Foot-in-mouth disease • Not only did Utah's governor offend a large segment of the Latino community when he made what some perceived as a racist comment during his monthly KUED news conference last week, but he also doubled down in the same sentence by unwittingly inferring Utah loves dope.

Latino legislators criticized Herbert after he remarked, while discussing the prospects of legalizing medical marijuana, that he didn't want "Dr. Feelgood out there saying], 'Yeah, yeah. Que pasa? Here's your doobie for the day and you'll feel better.' "

Since que pasa is a slang term in Spanish, the governor was criticized for singling out Latinos as druggies.

He also made a more subtle faux pas with saying "doobie," which is a slang term for a marijuana joint.

Dubhe, which is pronounced the same as doobie, is honored in Utah law as the official state star.

During Utah's centennial year of 1996, the Legislature settled on that star, located in the corner of the Big Dipper. But lawmakers failed to consider how the word is pronounced.

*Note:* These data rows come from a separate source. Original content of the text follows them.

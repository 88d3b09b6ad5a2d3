//! A tool call blocked by policy doesn't fail the invocation: the agent
//! sees an error tool result, the blocked call is recorded, and the loop
//! runs to completion.

use async_trait::async_trait;
use serde_json::{Value, json};
use std::path::Path;
use tokio_util::sync::CancellationToken;

use conductor::agent::{
    FakeAgentProvider, InvokeResponse, LoopConfig, RunInvocationInput, StopReason, Tool, ToolCall,
    ToolError, ToolRegistry, run_invocation,
};
use conductor::agent::policy::{self, PolicyRule};
use conductor::storage::Db;

struct EchoTool;

#[async_trait]
impl Tool for EchoTool {
    fn name(&self) -> &'static str {
        "echo"
    }

    async fn execute(&self, _worktree_path: &Path, args: &Value) -> Result<Value, ToolError> {
        Ok(args.clone())
    }
}

struct AlwaysBlock;

impl PolicyRule for AlwaysBlock {
    fn id(&self) -> &'static str {
        "always_block"
    }

    fn evaluate(&self, _tool_name: &str, _arguments: &Value, _worktree_path: &Path) -> Option<String> {
        Some("blocked for testing".to_string())
    }
}

fn seed_run(conn: &rusqlite::Connection) {
    let now = chrono::Utc::now().to_rfc3339();
    conn.execute(
        "INSERT INTO runs (id, task_id, project_id, repo_id, policy_set_id, run_number, phase, base_branch, branch, created_at)
         VALUES ('run_1','task_1','proj_1','repo_1','default',1,'executing','main','b', ?1)",
        [&now],
    )
    .unwrap();
}

#[tokio::test]
async fn blocked_call_is_recorded_and_the_loop_reaches_end_turn() {
    let db = Db::open_in_memory().unwrap();
    let conn = db.conn().unwrap();
    seed_run(&conn);

    let provider = FakeAgentProvider::new(vec![
        InvokeResponse {
            content: "calling echo".to_string(),
            tokens_input: 5,
            tokens_output: 5,
            stop_reason: StopReason::ToolUse,
            duration_ms: 1,
            tool_calls: vec![ToolCall {
                id: "call_1".to_string(),
                name: "echo".to_string(),
                arguments: json!({ "path": "src/lib.rs" }),
            }],
        },
        InvokeResponse {
            content: "done".to_string(),
            tokens_input: 2,
            tokens_output: 2,
            stop_reason: StopReason::EndTurn,
            duration_ms: 1,
            tool_calls: vec![],
        },
    ]);
    let mut tools = ToolRegistry::new();
    tools.register(Box::new(EchoTool));
    let rules: Vec<Box<dyn PolicyRule>> = vec![Box::new(AlwaysBlock)];
    let cancel = CancellationToken::new();

    let invocation = run_invocation(
        &conn,
        &provider,
        &tools,
        &rules,
        &cancel,
        &LoopConfig::default(),
        RunInvocationInput {
            run_id: "run_1",
            project_id: "proj_1",
            step: "implementer_apply_changes",
            system_prompt: "be careful".to_string(),
            user_prompt: "implement the feature".to_string(),
            worktree_path: std::env::temp_dir(),
            timeout_ms: None,
        },
    )
    .await
    .unwrap();

    assert_eq!(invocation.status, conductor::storage::models::InvocationStatus::Completed);

    let (status, policy_id): (String, Option<String>) = conn
        .query_row(
            "SELECT status, policy_id FROM tool_invocations WHERE invocation_id = ?1",
            [&invocation.id],
            |row| Ok((row.get(0)?, row.get(1)?)),
        )
        .unwrap();
    assert_eq!(status, "blocked");
    assert_eq!(policy_id.as_deref(), Some("always_block"));

    let tool_message: String = conn
        .query_row(
            "SELECT content FROM agent_messages WHERE invocation_id = ?1 AND role = 'tool'",
            [&invocation.id],
            |row| row.get(0),
        )
        .unwrap();
    assert!(tool_message.to_lowercase().contains("error"));
}

#[test]
fn built_in_rules_are_non_empty() {
    assert!(!policy::built_in_rules().is_empty());
}
//! Opaque, entity-prefixed identifiers: a short prefix naming the entity
//! kind (e.g. `run_`, `evt_`) plus a trimmed v4 UUID (no hyphens).

use uuid::Uuid;

fn short() -> String {
    Uuid::new_v4().simple().to_string()
}

macro_rules! id_kind {
    ($name:ident, $prefix:literal) => {
        pub fn $name() -> String {
            format!(concat!($prefix, "_{}"), short())
        }
    };
}

id_kind!(user_id, "usr");
id_kind!(project_id, "proj");
id_kind!(repo_id, "repo");
id_kind!(task_id, "task");
id_kind!(run_id, "run");
id_kind!(event_id, "evt");
id_kind!(artifact_id, "art");
id_kind!(job_id, "job");
id_kind!(invocation_id, "inv");
id_kind!(message_id, "msg");
id_kind!(tool_invocation_id, "tool");
id_kind!(operator_action_id, "act");
id_kind!(outbox_id, "ghw");
id_kind!(worktree_id, "wt");
id_kind!(port_lease_id, "port");
id_kind!(deferred_event_id, "mde");
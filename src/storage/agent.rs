//! Row-level storage for agent invocations/messages/tool invocations and
//! the seeded policy catalog. Higher-level tool-loop behavior lives in
//! [`crate::agent`].

use chrono::Utc;
use rusqlite::{Connection, OptionalExtension, params};
use serde_json::Value;

use crate::errors::StorageError;
use crate::ids;

use super::models::{
    AgentInvocation, AgentMessage, InvocationStatus, ToolInvocation, ToolInvocationStatus,
    parse_json_column,
};

pub fn create_invocation(conn: &Connection, run_id: &str, step: &str) -> Result<AgentInvocation, StorageError> {
    let id = ids::invocation_id();
    conn.execute(
        "INSERT INTO agent_invocations (id, run_id, step, status, tokens_input, tokens_output, created_at)
         VALUES (?1, ?2, ?3, ?4, 0, 0, ?5)",
        params![id, run_id, step, InvocationStatus::Running.as_str(), Utc::now().to_rfc3339()],
    )?;
    get_invocation(conn, &id)?.ok_or(StorageError::NotFound {
        kind: "agent invocation",
        id,
    })
}

pub fn get_invocation(conn: &Connection, id: &str) -> Result<Option<AgentInvocation>, StorageError> {
    conn.query_row("SELECT * FROM agent_invocations WHERE id = ?1", [id], row_to_invocation)
        .optional()
        .map_err(Into::into)
}

pub fn complete_invocation(
    conn: &Connection,
    id: &str,
    tokens_input: i64,
    tokens_output: i64,
    duration_ms: i64,
) -> Result<(), StorageError> {
    conn.execute(
        "UPDATE agent_invocations
         SET status = ?1, tokens_input = ?2, tokens_output = ?3, duration_ms = ?4
         WHERE id = ?5",
        params![InvocationStatus::Completed.as_str(), tokens_input, tokens_output, duration_ms, id],
    )?;
    Ok(())
}

pub fn fail_invocation(conn: &Connection, id: &str, error: &str) -> Result<(), StorageError> {
    conn.execute(
        "UPDATE agent_invocations SET status = ?1, error = ?2 WHERE id = ?3",
        params![InvocationStatus::Failed.as_str(), error, id],
    )?;
    Ok(())
}

/// Appends a message at the next turn index for `invocation_id`.
pub fn append_message(
    conn: &Connection,
    invocation_id: &str,
    role: &str,
    content: &str,
) -> Result<AgentMessage, StorageError> {
    append_message_with_size(conn, invocation_id, role, content, content.len() as i64)
}

/// Appends a message recording an explicit `original_size_bytes`, used when
/// `content` has been replaced with a truncation stub but the true size of
/// the omitted body should still be recorded.
pub fn append_message_with_size(
    conn: &Connection,
    invocation_id: &str,
    role: &str,
    content: &str,
    original_size_bytes: i64,
) -> Result<AgentMessage, StorageError> {
    let next_turn: i64 = conn.query_row(
        "SELECT COALESCE(MAX(turn_index), -1) + 1 FROM agent_messages WHERE invocation_id = ?1",
        [invocation_id],
        |row| row.get(0),
    )?;
    let id = ids::message_id();
    conn.execute(
        "INSERT INTO agent_messages (id, invocation_id, turn_index, role, content, content_size_bytes, created_at)
         VALUES (?1, ?2, ?3, ?4, ?5, ?6, ?7)",
        params![
            id,
            invocation_id,
            next_turn,
            role,
            content,
            original_size_bytes,
            Utc::now().to_rfc3339(),
        ],
    )?;
    Ok(AgentMessage {
        id,
        invocation_id: invocation_id.to_string(),
        turn_index: next_turn,
        role: role.to_string(),
        content: content.to_string(),
        content_size_bytes: original_size_bytes,
        created_at: Utc::now(),
    })
}

pub fn list_messages(conn: &Connection, invocation_id: &str) -> Result<Vec<AgentMessage>, StorageError> {
    let mut stmt = conn.prepare(
        "SELECT id, invocation_id, turn_index, role, content, content_size_bytes, created_at
         FROM agent_messages WHERE invocation_id = ?1 ORDER BY turn_index ASC",
    )?;
    let rows = stmt
        .query_map([invocation_id], |row| {
            let created_at: String = row.get(6)?;
            Ok(AgentMessage {
                id: row.get(0)?,
                invocation_id: row.get(1)?,
                turn_index: row.get(2)?,
                role: row.get(3)?,
                content: row.get(4)?,
                content_size_bytes: row.get(5)?,
                created_at: chrono::DateTime::parse_from_rfc3339(&created_at)
                    .map(|d| d.with_timezone(&Utc))
                    .unwrap_or_else(|_| Utc::now()),
            })
        })?
        .collect::<Result<Vec<_>, _>>()?;
    Ok(rows)
}

pub struct NewToolInvocation<'a> {
    pub invocation_id: &'a str,
    pub tool_name: &'a str,
    pub args_redacted: Value,
    pub payload_hash: &'a str,
    pub policy_id: Option<&'a str>,
    pub status: ToolInvocationStatus,
}

pub fn create_tool_invocation(
    conn: &Connection,
    input: NewToolInvocation<'_>,
) -> Result<ToolInvocation, StorageError> {
    let id = ids::tool_invocation_id();
    conn.execute(
        "INSERT INTO tool_invocations (id, invocation_id, tool_name, args_redacted, payload_hash, policy_id, status, created_at)
         VALUES (?1, ?2, ?3, ?4, ?5, ?6, ?7, ?8)",
        params![
            id,
            input.invocation_id,
            input.tool_name,
            input.args_redacted.to_string(),
            input.payload_hash,
            input.policy_id,
            input.status.as_str(),
            Utc::now().to_rfc3339(),
        ],
    )?;
    get_tool_invocation(conn, &id)?.ok_or(StorageError::NotFound {
        kind: "tool invocation",
        id,
    })
}

pub fn get_tool_invocation(conn: &Connection, id: &str) -> Result<Option<ToolInvocation>, StorageError> {
    conn.query_row("SELECT * FROM tool_invocations WHERE id = ?1", [id], row_to_tool_invocation)
        .optional()
        .map_err(Into::into)
}

pub fn complete_tool_invocation(conn: &Connection, id: &str, duration_ms: i64) -> Result<(), StorageError> {
    conn.execute(
        "UPDATE tool_invocations SET status = ?1, duration_ms = ?2 WHERE id = ?3",
        params![ToolInvocationStatus::Completed.as_str(), duration_ms, id],
    )?;
    Ok(())
}

pub fn fail_tool_invocation(conn: &Connection, id: &str, error: &str) -> Result<(), StorageError> {
    conn.execute(
        "UPDATE tool_invocations SET status = ?1, error = ?2 WHERE id = ?3",
        params![ToolInvocationStatus::Failed.as_str(), error, id],
    )?;
    Ok(())
}

/// Idempotently seeds the policy catalog at startup (`INSERT OR IGNORE`).
pub fn seed_policies(conn: &Connection, policies: &[(&str, &str)]) -> Result<(), StorageError> {
    for (id, name) in policies {
        conn.execute(
            "INSERT INTO policies (id, name) VALUES (?1, ?2) ON CONFLICT(id) DO NOTHING",
            params![id, name],
        )?;
    }
    Ok(())
}

fn row_to_invocation(row: &rusqlite::Row<'_>) -> rusqlite::Result<AgentInvocation> {
    let status: String = row.get("status")?;
    let created_at: String = row.get("created_at")?;
    Ok(AgentInvocation {
        id: row.get("id")?,
        run_id: row.get("run_id")?,
        step: row.get("step")?,
        status: InvocationStatus::from_str(&status).unwrap_or(InvocationStatus::Running),
        tokens_input: row.get("tokens_input")?,
        tokens_output: row.get("tokens_output")?,
        duration_ms: row.get("duration_ms")?,
        error: row.get("error")?,
        created_at: chrono::DateTime::parse_from_rfc3339(&created_at)
            .map(|d| d.with_timezone(&Utc))
            .unwrap_or_else(|_| Utc::now()),
    })
}

fn row_to_tool_invocation(row: &rusqlite::Row<'_>) -> rusqlite::Result<ToolInvocation> {
    let status: String = row.get("status")?;
    let args: String = row.get("args_redacted")?;
    let created_at: String = row.get("created_at")?;
    Ok(ToolInvocation {
        id: row.get("id")?,
        invocation_id: row.get("invocation_id")?,
        tool_name: row.get("tool_name")?,
        args_redacted: parse_json_column(&args),
        payload_hash: row.get("payload_hash")?,
        policy_id: row.get("policy_id")?,
        status: ToolInvocationStatus::from_str(&status).unwrap_or(ToolInvocationStatus::Started),
        duration_ms: row.get("duration_ms")?,
        error: row.get("error")?,
        created_at: chrono::DateTime::parse_from_rfc3339(&created_at)
            .map(|d| d.with_timezone(&Utc))
            .unwrap_or_else(|_| Utc::now()),
    })
}

#[cfg(test)]
mod tests {
    use super::*;
    use crate::storage::Db;
    use serde_json::json;

    fn seed_run(conn: &Connection) {
        let now = Utc::now().to_rfc3339();
        conn.execute(
            "INSERT INTO runs (id, task_id, project_id, repo_id, policy_set_id, run_number, phase, base_branch, branch, created_at)
             VALUES ('run_1','task_1','proj_1','repo_1','default',1,'executing','main','b', ?1)",
            [&now],
        ).unwrap();
    }

    #[test]
    fn messages_append_in_turn_order() {
        let db = Db::open_in_memory().unwrap();
        let conn = db.conn().unwrap();
        seed_run(&conn);
        let inv = create_invocation(&conn, "run_1", "implementer").unwrap();
        append_message(&conn, &inv.id, "system", "be careful").unwrap();
        let second = append_message(&conn, &inv.id, "user", "do the thing").unwrap();
        assert_eq!(second.turn_index, 1);
        let messages = list_messages(&conn, &inv.id).unwrap();
        assert_eq!(messages.len(), 2);
    }

    #[test]
    fn tool_invocation_round_trips() {
        let db = Db::open_in_memory().unwrap();
        let conn = db.conn().unwrap();
        seed_run(&conn);
        let inv = create_invocation(&conn, "run_1", "implementer").unwrap();
        let ti = create_tool_invocation(
            &conn,
            NewToolInvocation {
                invocation_id: &inv.id,
                tool_name: "write_file",
                args_redacted: json!({ "path": "a.txt" }),
                payload_hash: "sha256:cjson:v1:deadbeef",
                policy_id: Some("worktree_boundary"),
                status: ToolInvocationStatus::Started,
            },
        )
        .unwrap();
        complete_tool_invocation(&conn, &ti.id, 42).unwrap();
        let reloaded = get_tool_invocation(&conn, &ti.id).unwrap().unwrap();
        assert_eq!(reloaded.status, ToolInvocationStatus::Completed);
    }

    #[test]
    fn seeding_policies_is_idempotent() {
        let db = Db::open_in_memory().unwrap();
        let conn = db.conn().unwrap();
        seed_policies(&conn, &[("worktree_boundary", "Worktree boundary")]).unwrap();
        seed_policies(&conn, &[("worktree_boundary", "Worktree boundary")]).unwrap();
        let count: i64 = conn.query_row("SELECT COUNT(*) FROM policies", [], |r| r.get(0)).unwrap();
        assert_eq!(count, 1);
    }
}
//! `record_operator_action` refuses an action that doesn't fit the run's
//! current phase, and clears `tasks.active_run_id` once the run is
//! cancelled.

use conductor::storage::Db;
use conductor::storage::models::{OperatorActionKind, Phase};
use conductor::storage::runs::{self, CreateRun};
use conductor::operator::{self, RecordOperatorAction};

fn seed(conn: &rusqlite::Connection) {
    let now = chrono::Utc::now().to_rfc3339();
    conn.execute(
        "INSERT INTO users (id, email, created_at) VALUES ('user_1','a@example.com', ?1)",
        [&now],
    )
    .unwrap();
    conn.execute(
        "INSERT INTO projects (id, user_id, name, org_installation_id, port_range_start, port_range_end, default_policy_set_id, created_at)
         VALUES ('proj_1','user_1','demo','install_1',20000,20999,'default', ?1)",
        [&now],
    )
    .unwrap();
    conn.execute(
        "INSERT INTO repos (id, project_id, upstream_node_id, created_at) VALUES ('repo_1','proj_1','node_repo_1', ?1)",
        [&now],
    )
    .unwrap();
    conn.execute(
        "INSERT INTO tasks (id, project_id, upstream_node_id, title, created_at, updated_at, last_activity_at)
         VALUES ('task_1','proj_1','node_task_1','fix the bug', ?1, ?1, ?1)",
        [&now],
    )
    .unwrap();
}

#[test]
fn approve_plan_rejected_on_pending_run_but_cancel_succeeds() {
    let db = Db::open_in_memory().unwrap();
    let mut conn = db.conn().unwrap();
    seed(&conn);

    let run = runs::create_run(
        &conn,
        CreateRun {
            task_id: "task_1",
            project_id: "proj_1",
            repo_id: "repo_1",
            policy_set_id: "default",
            base_branch: "main",
        },
    )
    .unwrap();
    assert_eq!(run.phase, Phase::Pending);

    let err = operator::record_operator_action(
        &mut conn,
        RecordOperatorAction {
            run_id: &run.id,
            action: OperatorActionKind::ApprovePlan,
            actor_id: "op_1",
            actor_type: "operator",
            actor_display_name: None,
            comment: None,
        },
    )
    .unwrap_err();
    assert!(err.to_string().contains("awaiting_plan_approval"));

    operator::record_operator_action(
        &mut conn,
        RecordOperatorAction {
            run_id: &run.id,
            action: OperatorActionKind::Cancel,
            actor_id: "op_1",
            actor_type: "operator",
            actor_display_name: None,
            comment: Some("no longer needed"),
        },
    )
    .unwrap();

    let updated = runs::get_run(&conn, &run.id).unwrap().unwrap();
    assert_eq!(updated.phase, Phase::Cancelled);

    let active_run_id: Option<String> = conn
        .query_row("SELECT active_run_id FROM tasks WHERE id = 'task_1'", [], |row| row.get(0))
        .unwrap();
    assert_eq!(active_run_id, None);
}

Identity theft • Utah's top morality cop and Republican Party candidate approver, Utah Eagle Forum President Gayle Ruzicka, sometimes suffers the consequences of her own celebrity.

I wrote last September about right-wing blogger Ron Mortensen complaining in his online publication, the Salt Lake City Tea Party Examiner, that the LDS Church has damaged its relationship with the Eagle Forum because of the faith's willingness to grant certain status to undocumented immigrants.

That was a surprise to Ruzicka, who told me at the time there is no problem between the Eagle Forum and the church she wholeheartedly supports. She also said Mortensen never talked to her about the issue before he seemed to speak for her in his blog.

Now comes a fake twitter account purporting to be Ruzicka.

The account, @uefgayle, has been tweeting the story of Hansel and Gretel, in German, 140 characters at a time.